//! Text, JSON, and Markdown rendering of [`Stats`].

use std::collections::BTreeMap;
use std::fmt::{Display, Write};

use stratum_core::{OutputFormat, StratumError};

use crate::aggregate::Stats;

/// Render `stats` in the requested format.
///
/// # Errors
///
/// Returns [`StratumError::Serialization`] if JSON serialization fails.
pub fn render(stats: &Stats, format: OutputFormat) -> Result<String, StratumError> {
    match format {
        OutputFormat::Text => Ok(format_text(stats)),
        OutputFormat::Json => format_json(stats),
        OutputFormat::Markdown => Ok(format_markdown(stats)),
    }
}

/// One `Name: value` line per statistic, then the per-kind tally.
///
/// # Examples
///
/// ```
/// use stratum_layers::aggregate::Stats;
/// use stratum_layers::report::format_text;
///
/// let out = format_text(&Stats::default());
/// assert!(out.starts_with("Commits: 0\n"));
/// assert!(out.contains("LayersPerCommit: {}\n"));
/// ```
pub fn format_text(stats: &Stats) -> String {
    let mut out = String::new();
    for (name, value) in rows(stats) {
        let _ = writeln!(out, "{name}: {value}");
    }
    let _ = writeln!(out, "Kinds: {}", inline(&stats.kinds));
    out
}

/// Pretty-printed camelCase JSON.
///
/// # Examples
///
/// ```
/// use stratum_layers::aggregate::Stats;
/// use stratum_layers::report::format_json;
///
/// let json = format_json(&Stats::default()).unwrap();
/// assert!(json.contains("\"commitsWithIssues\": 0"));
/// ```
pub fn format_json(stats: &Stats) -> Result<String, StratumError> {
    serde_json::to_string_pretty(stats).map_err(StratumError::from)
}

/// Summary list followed by one table per histogram.
pub fn format_markdown(stats: &Stats) -> String {
    let mut out = String::from("# Layer Statistics\n\n");
    let _ = writeln!(out, "- **Commits:** {}", stats.commits);
    let _ = writeln!(out, "- **Commits with issues:** {}", stats.commits_with_issues);
    let _ = writeln!(out, "- **Features:** {}", stats.features);
    let _ = writeln!(out, "- **Issues:** {}", stats.issues);
    out.push('\n');

    table(&mut out, "Files per layer", "Layer", &stats.files);
    table(&mut out, "Commits per layer combination", "Combination", &stats.commits_per_layer_combination);
    table(&mut out, "Layers per commit", "Layers", &stats.layers_per_commit);
    table(&mut out, "Commits per feature", "Commits", &stats.commits_per_feature);
    table(&mut out, "Users per feature", "Users", &stats.users_per_feature);
    table(&mut out, "Layers per feature", "Layers", &stats.layers_per_feature);
    table(&mut out, "Issues per feature", "Issues", &stats.issues_per_feature);
    table(&mut out, "Features per layer combination", "Combination", &stats.features_per_layer_combination);
    table(&mut out, "Commits per issue", "Commits", &stats.commits_per_issue);
    table(&mut out, "Users per issue", "Users", &stats.users_per_issue);
    table(&mut out, "Layers per issue", "Layers", &stats.layers_per_issue);
    table(&mut out, "Issues per layer combination", "Combination", &stats.issues_per_layer_combination);
    table(&mut out, "Commits per issue kind", "Kind", &stats.kinds);
    out
}

fn rows(stats: &Stats) -> Vec<(&'static str, String)> {
    vec![
        ("Commits", stats.commits.to_string()),
        ("CommitsWithIssues", stats.commits_with_issues.to_string()),
        ("Features", stats.features.to_string()),
        ("Issues", stats.issues.to_string()),
        ("Files", inline(&stats.files)),
        ("CommitsPerLayerCombination", inline(&stats.commits_per_layer_combination)),
        ("LayersPerCommit", inline(&stats.layers_per_commit)),
        ("UsersPerIssue", inline(&stats.users_per_issue)),
        ("CommitsPerIssue", inline(&stats.commits_per_issue)),
        ("LayersPerIssue", inline(&stats.layers_per_issue)),
        ("IssuesPerLayerCombination", inline(&stats.issues_per_layer_combination)),
        ("UsersPerFeature", inline(&stats.users_per_feature)),
        ("CommitsPerFeature", inline(&stats.commits_per_feature)),
        ("LayersPerFeature", inline(&stats.layers_per_feature)),
        ("IssuesPerFeature", inline(&stats.issues_per_feature)),
        ("FeaturesPerLayerCombination", inline(&stats.features_per_layer_combination)),
    ]
}

fn inline<K: Display>(histogram: &BTreeMap<K, usize>) -> String {
    let entries: Vec<String> = histogram.iter().map(|(k, v)| format!("{k}: {v}")).collect();
    format!("{{{}}}", entries.join(", "))
}

fn table<K: Display>(out: &mut String, title: &str, column: &str, histogram: &BTreeMap<K, usize>) {
    let _ = writeln!(out, "## {title}\n");
    if histogram.is_empty() {
        out.push_str("_none_\n\n");
        return;
    }
    let _ = writeln!(out, "| {column} | Count |");
    let _ = writeln!(out, "|---|---|");
    for (key, count) in histogram {
        let key = key.to_string();
        let key = if key.is_empty() { "(none)" } else { key.as_str() };
        let _ = writeln!(out, "| {key} | {count} |");
    }
    out.push('\n');
}

#[cfg(test)]
mod tests {
    use stratum_core::IssueKind;

    use super::*;

    fn stats() -> Stats {
        Stats {
            commits: 4,
            commits_with_issues: 3,
            features: 2,
            issues: 3,
            files: BTreeMap::from([("m".to_string(), 2), ("v".to_string(), 1)]),
            commits_per_layer_combination: BTreeMap::from([
                (String::new(), 1),
                ("mv".to_string(), 3),
            ]),
            layers_per_commit: BTreeMap::from([(0, 1), (2, 3)]),
            kinds: BTreeMap::from([(IssueKind::Bug, 3), (IssueKind::Unknown, 1)]),
            ..Stats::default()
        }
    }

    #[test]
    fn text_has_one_line_per_statistic() {
        let out = format_text(&stats());
        let lines: Vec<&str> = out.lines().collect();
        assert_eq!(lines.len(), 17);
        assert_eq!(lines[0], "Commits: 4");
        assert_eq!(lines[1], "CommitsWithIssues: 3");
        assert_eq!(lines[4], "Files: {m: 2, v: 1}");
        assert_eq!(lines[5], "CommitsPerLayerCombination: {: 1, mv: 3}");
        assert_eq!(lines[6], "LayersPerCommit: {0: 1, 2: 3}");
        assert_eq!(lines[16], "Kinds: {bug: 3, unknown: 1}");
    }

    #[test]
    fn json_uses_camel_case_and_string_keys() {
        let json = format_json(&stats()).unwrap();
        let value: serde_json::Value = serde_json::from_str(&json).unwrap();
        assert_eq!(value["commitsWithIssues"], 3);
        assert_eq!(value["layersPerCommit"]["2"], 3);
        assert_eq!(value["kinds"]["bug"], 3);
        assert_eq!(value["commitsPerLayerCombination"][""], 1);
    }

    #[test]
    fn markdown_tables() {
        let md = format_markdown(&stats());
        assert!(md.starts_with("# Layer Statistics"));
        assert!(md.contains("- **Commits:** 4"));
        assert!(md.contains("## Commits per layer combination"));
        assert!(md.contains("| (none) | 1 |"));
        assert!(md.contains("| mv | 3 |"));
        assert!(md.contains("## Users per feature\n\n_none_"));
    }

    #[test]
    fn render_dispatches_on_format() {
        let s = stats();
        assert_eq!(render(&s, OutputFormat::Text).unwrap(), format_text(&s));
        assert!(render(&s, OutputFormat::Json).unwrap().starts_with('{'));
        assert!(render(&s, OutputFormat::Markdown).unwrap().contains("| Layer | Count |"));
    }
}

■ HOW TO COMPLETE THIS TASK: Return the listing in full, matching each word exactly.

■ EXERCISE OUTPUT:
//! Text, JSON, and Markdown rendering of [`Stats`].

use std::collections::BTreeMap;
use std::fmt::{Display, Write};

use stratum_core::{OutputFormat, StratumError};

use crate::aggregate::Stats;

/// Render `stats` in the requested format.
///
/// # Errors
///
/// Returns [`StratumError::Serialization`] if JSON serialization fails.
pub fn render(stats: &Stats, format: OutputFormat) -> Result<String, StratumError> {
    match format {
        OutputFormat::Text => Ok(format_text(stats)),
        OutputFormat::Json => format_json(stats),
        OutputFormat::Markdown => Ok(format_markdown(stats)),
    }
}

/// One `Name: value` line per statistic, then the per-kind tally.
///
/// # Examples
///
/// ```
/// use stratum_layers::aggregate::Stats;
/// use stratum_layers::report::format_text;
///
/// let out = format_text(&Stats::default());
/// assert!(out.starts_with("Commits: 0\n"));
/// assert!(out.contains("LayersPerCommit: {}\n"));
/// ```
pub fn format_text(stats: &Stats) -> String {
    let mut out = String::new();
    for (name, value) in rows(stats) {
        let _ = writeln!(out, "{name}: {value}");
    }
    let _ = writeln!(out, "Kinds: {}", inline(&stats.kinds));
    out
}

/// Pretty-printed camelCase JSON.
///
/// # Examples
///
/// ```
/// use stratum_layers::aggregate::Stats;
/// use stratum_layers::report::format_json;
///
/// let json = format_json(&Stats::default()).unwrap();
/// assert!(json.contains("\"commitsWithIssues\": 0"));
/// ```
pub fn format_json(stats: &Stats) -> Result<String, StratumError> {
    serde_json::to_string_pretty(stats).map_err(StratumError::from)
}

/// Summary list followed by one table per histogram.
pub fn format_markdown(stats: &Stats) -> String {
    let mut out = String::from("# Layer Statistics\n\n");
    let _ = writeln!(out, "- **Commits:** {}", stats.commits);
    let _ = writeln!(out, "- **Commits with issues:** {}", stats.commits_with_issues);
    let _ = writeln!(out, "- **Features:** {}", stats.features);
    let _ = writeln!(out, "- **Issues:** {}", stats.issues);
    out.push('\n');

    table(&mut out, "Files per layer", "Layer", &stats.files);
    table(&mut out, "Commits per layer combination", "Combination", &stats.commits_per_layer_combination);
    table(&mut out, "Layers per commit", "Layers", &stats.layers_per_commit);
    table(&mut out, "Commits per feature", "Commits", &stats.commits_per_feature);
    table(&mut out, "Users per feature", "Users", &stats.users_per_feature);
    table(&mut out, "Layers per feature", "Layers", &stats.layers_per_feature);
    table(&mut out, "Issues per feature", "Issues", &stats.issues_per_feature);
    table(&mut out, "Features per layer combination", "Combination", &stats.features_per_layer_combination);
    table(&mut out, "Commits per issue", "Commits", &stats.commits_per_issue);
    table(&mut out, "Users per issue", "Users", &stats.users_per_issue);
    table(&mut out, "Layers per issue", "Layers", &stats.layers_per_issue);
    table(&mut out, "Issues per layer combination", "Combination", &stats.issues_per_layer_combination);
    table(&mut out, "Commits per issue kind", "Kind", &stats.kinds);
    out
}

fn rows(stats: &Stats) -> Vec<(&'static str, String)> {
    vec![
        ("Commits", stats.commits.to_string()),
        ("CommitsWithIssues", stats.commits_with_issues.to_string()),
        ("Features", stats.features.to_string()),
        ("Issues", stats.issues.to_string()),
        ("Files", inline(&stats.files)),
        ("CommitsPerLayerCombination", inline(&stats.commits_per_layer_combination)),
        ("LayersPerCommit", inline(&stats.layers_per_commit)),
        ("UsersPerIssue", inline(&stats.users_per_issue)),
        ("CommitsPerIssue", inline(&stats.commits_per_issue)),
        ("LayersPerIssue", inline(&stats.layers_per_issue)),
        ("IssuesPerLayerCombination", inline(&stats.issues_per_layer_combination)),
        ("UsersPerFeature", inline(&stats.users_per_feature)),
        ("CommitsPerFeature", inline(&stats.commits_per_feature)),
        ("LayersPerFeature", inline(&stats.layers_per_feature)),
        ("IssuesPerFeature", inline(&stats.issues_per_feature)),
        ("FeaturesPerLayerCombination", inline(&stats.features_per_layer_combination)),
    ]
}

fn inline<K: Display>(histogram: &BTreeMap<K, usize>) -> String {
    let entries: Vec<String> = histogram.iter().map(|(k, v)| format!("{k}: {v}")).collect();
    format!("{{{}}}", entries.join(", "))
}

fn table<K: Display>(out: &mut String, title: &str, column: &str, histogram: &BTreeMap<K, usize>) {
    let _ = writeln!(out, "## {title}\n");
    if histogram.is_empty() {
        out.push_str("_none_\n\n");
        return;
    }
    let _ = writeln!(out, "| {column} | Count |");
    let _ = writeln!(out, "|---|---|");
    for (key, count) in histogram {
        let key = key.to_string();
        let key = if key.is_empty() { "(none)" } else { key.as_str() };
        let _ = writeln!(out, "| {key} | {count} |");
    }
    out.push('\n');
}

#[cfg(test)]
mod tests {
    use stratum_core::IssueKind;

    use super::*;

    fn stats() -> Stats {
        Stats {
            commits: 4,
            commits_with_issues: 3,
            features: 2,
            issues: 3,
            files: BTreeMap::from([("m".to_string(), 2), ("v".to_string(), 1)]),
            commits_per_layer_combination: BTreeMap::from([
                (String::new(), 1),
                ("mv".to_string(), 3),
            ]),
            layers_per_commit: BTreeMap::from([(0, 1), (2, 3)]),
            kinds: BTreeMap::from([(IssueKind::Bug, 3), (IssueKind::Unknown, 1)]),
            ..Stats::default()
        }
    }

    #[test]
    fn text_has_one_line_per_statistic() {
        let out = format_text(&stats());
        let lines: Vec<&str> = out.lines().collect();
        assert_eq!(lines.len(), 17);
        assert_eq!(lines[0], "Commits: 4");
        assert_eq!(lines[1], "CommitsWithIssues: 3");
        assert_eq!(lines[4], "Files: {m: 2, v: 1}");
        assert_eq!(lines[5], "CommitsPerLayerCombination: {: 1, mv: 3}");
        assert_eq!(lines[6], "LayersPerCommit: {0: 1, 2: 3}");
        assert_eq!(lines[16], "Kinds: {bug: 3, unknown: 1}");
    }

    #[test]
    fn json_uses_camel_case_and_string_keys() {
        let json = format_json(&stats()).unwrap();
        let value: serde_json::Value = serde_json::from_str(&json).unwrap();
        assert_eq!(value["commitsWithIssues"], 3);
        assert_eq!(value["layersPerCommit"]["2"], 3);
        assert_eq!(value["kinds"]["bug"], 3);
        assert_eq!(value["commitsPerLayerCombination"][""], 1);
    }

    #[test]
    fn markdown_tables() {
        let md = format_markdown(&stats());
        assert!(md.starts_with("# Layer Statistics"));
        assert!(md.contains("- **Commits:** 4"));
        assert!(md.contains("## Commits per layer combination"));
        assert!(md.contains("| (none) | 1 |"));
        assert!(md.contains("| mv | 3 |"));
        assert!(md.contains("## Users per feature\n\n_none_"));
    }

    #[test]
    fn render_dispatches_on_format() {
        let s = stats();
        assert_eq!(render(&s, OutputFormat::Text).unwrap(), format_text(&s));
        assert!(render(&s, OutputFormat::Json).unwrap().starts_with('{'));
        assert!(render(&s, OutputFormat::Markdown).unwrap().contains("| Layer | Count |"));
    }
}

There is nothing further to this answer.